Assigned task: Copy out each line of the entries where the word "from" is present.

Information provided:
────────
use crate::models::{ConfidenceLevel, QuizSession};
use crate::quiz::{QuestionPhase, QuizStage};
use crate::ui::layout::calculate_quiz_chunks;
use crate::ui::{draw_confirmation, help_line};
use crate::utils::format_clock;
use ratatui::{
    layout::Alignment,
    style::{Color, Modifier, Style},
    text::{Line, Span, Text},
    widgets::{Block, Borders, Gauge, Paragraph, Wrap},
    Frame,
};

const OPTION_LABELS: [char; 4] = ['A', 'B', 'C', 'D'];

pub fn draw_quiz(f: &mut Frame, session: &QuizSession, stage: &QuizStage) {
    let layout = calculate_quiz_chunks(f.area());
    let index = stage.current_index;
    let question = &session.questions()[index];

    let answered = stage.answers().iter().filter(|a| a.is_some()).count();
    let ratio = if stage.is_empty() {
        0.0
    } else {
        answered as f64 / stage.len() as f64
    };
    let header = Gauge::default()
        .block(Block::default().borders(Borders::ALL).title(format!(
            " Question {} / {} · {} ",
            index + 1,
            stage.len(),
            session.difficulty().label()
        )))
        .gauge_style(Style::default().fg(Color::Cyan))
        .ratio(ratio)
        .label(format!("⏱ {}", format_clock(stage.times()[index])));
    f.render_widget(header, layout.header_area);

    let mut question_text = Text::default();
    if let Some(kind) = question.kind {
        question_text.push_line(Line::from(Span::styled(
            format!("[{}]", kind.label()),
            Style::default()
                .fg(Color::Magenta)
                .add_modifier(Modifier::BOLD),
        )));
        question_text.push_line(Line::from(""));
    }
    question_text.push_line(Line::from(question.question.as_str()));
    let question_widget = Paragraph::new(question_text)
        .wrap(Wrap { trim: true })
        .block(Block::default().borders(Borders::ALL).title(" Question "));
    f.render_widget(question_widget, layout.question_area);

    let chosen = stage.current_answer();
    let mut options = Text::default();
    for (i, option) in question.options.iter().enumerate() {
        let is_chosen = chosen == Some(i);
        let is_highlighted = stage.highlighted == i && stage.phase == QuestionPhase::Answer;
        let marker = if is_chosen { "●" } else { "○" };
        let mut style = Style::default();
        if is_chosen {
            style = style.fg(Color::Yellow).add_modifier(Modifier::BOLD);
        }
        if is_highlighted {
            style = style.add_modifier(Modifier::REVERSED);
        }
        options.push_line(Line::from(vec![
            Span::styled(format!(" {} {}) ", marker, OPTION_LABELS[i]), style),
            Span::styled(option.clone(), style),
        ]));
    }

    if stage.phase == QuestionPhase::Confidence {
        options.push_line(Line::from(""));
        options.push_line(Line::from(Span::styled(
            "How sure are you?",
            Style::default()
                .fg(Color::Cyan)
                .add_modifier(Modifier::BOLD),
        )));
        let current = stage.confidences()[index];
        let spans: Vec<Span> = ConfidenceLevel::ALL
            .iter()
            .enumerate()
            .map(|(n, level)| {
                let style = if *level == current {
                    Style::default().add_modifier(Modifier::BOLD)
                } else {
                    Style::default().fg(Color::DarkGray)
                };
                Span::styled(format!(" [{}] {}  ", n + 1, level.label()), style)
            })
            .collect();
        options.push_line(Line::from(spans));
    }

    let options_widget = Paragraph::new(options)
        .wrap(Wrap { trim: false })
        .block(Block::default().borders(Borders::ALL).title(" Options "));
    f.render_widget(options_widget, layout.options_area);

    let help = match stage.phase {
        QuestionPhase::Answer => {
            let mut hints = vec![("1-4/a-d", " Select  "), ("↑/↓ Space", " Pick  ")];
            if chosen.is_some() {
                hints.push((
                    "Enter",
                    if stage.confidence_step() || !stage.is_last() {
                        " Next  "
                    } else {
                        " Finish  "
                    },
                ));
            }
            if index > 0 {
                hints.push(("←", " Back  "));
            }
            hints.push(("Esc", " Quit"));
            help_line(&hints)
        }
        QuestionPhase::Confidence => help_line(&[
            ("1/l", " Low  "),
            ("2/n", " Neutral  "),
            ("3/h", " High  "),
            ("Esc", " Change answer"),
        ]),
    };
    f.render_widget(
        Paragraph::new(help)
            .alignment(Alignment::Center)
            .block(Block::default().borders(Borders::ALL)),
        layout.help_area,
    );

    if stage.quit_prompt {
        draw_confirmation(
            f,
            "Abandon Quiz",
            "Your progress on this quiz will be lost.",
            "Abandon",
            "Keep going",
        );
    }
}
────────
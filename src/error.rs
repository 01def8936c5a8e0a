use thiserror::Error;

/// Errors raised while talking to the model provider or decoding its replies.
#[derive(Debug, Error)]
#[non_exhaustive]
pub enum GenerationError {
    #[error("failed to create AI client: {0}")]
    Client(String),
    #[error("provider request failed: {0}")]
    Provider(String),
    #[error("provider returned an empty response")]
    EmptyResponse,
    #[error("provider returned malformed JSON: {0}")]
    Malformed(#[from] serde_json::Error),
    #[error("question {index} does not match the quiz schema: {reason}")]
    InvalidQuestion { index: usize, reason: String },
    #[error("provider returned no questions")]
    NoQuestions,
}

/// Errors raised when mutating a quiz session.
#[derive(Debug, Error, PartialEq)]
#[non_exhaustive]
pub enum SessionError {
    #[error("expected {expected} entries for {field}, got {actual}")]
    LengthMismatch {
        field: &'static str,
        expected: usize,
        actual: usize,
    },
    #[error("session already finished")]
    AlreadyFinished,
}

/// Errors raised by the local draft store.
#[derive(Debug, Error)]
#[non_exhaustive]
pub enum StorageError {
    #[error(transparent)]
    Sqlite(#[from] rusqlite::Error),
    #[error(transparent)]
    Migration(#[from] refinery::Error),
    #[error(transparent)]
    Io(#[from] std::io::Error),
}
────────
Your solution:
        question_text.push_line(Line::from(Span::styled(
        question_text.push_line(Line::from(""));
    question_text.push_line(Line::from(question.question.as_str()));
        options.push_line(Line::from(vec![
        options.push_line(Line::from(""));
        options.push_line(Line::from(Span::styled(
        options.push_line(Line::from(spans));
    Malformed(#[from] serde_json::Error),
    Sqlite(#[from] rusqlite::Error),
    Migration(#[from] refinery::Error),
    Io(#[from] std::io::Error),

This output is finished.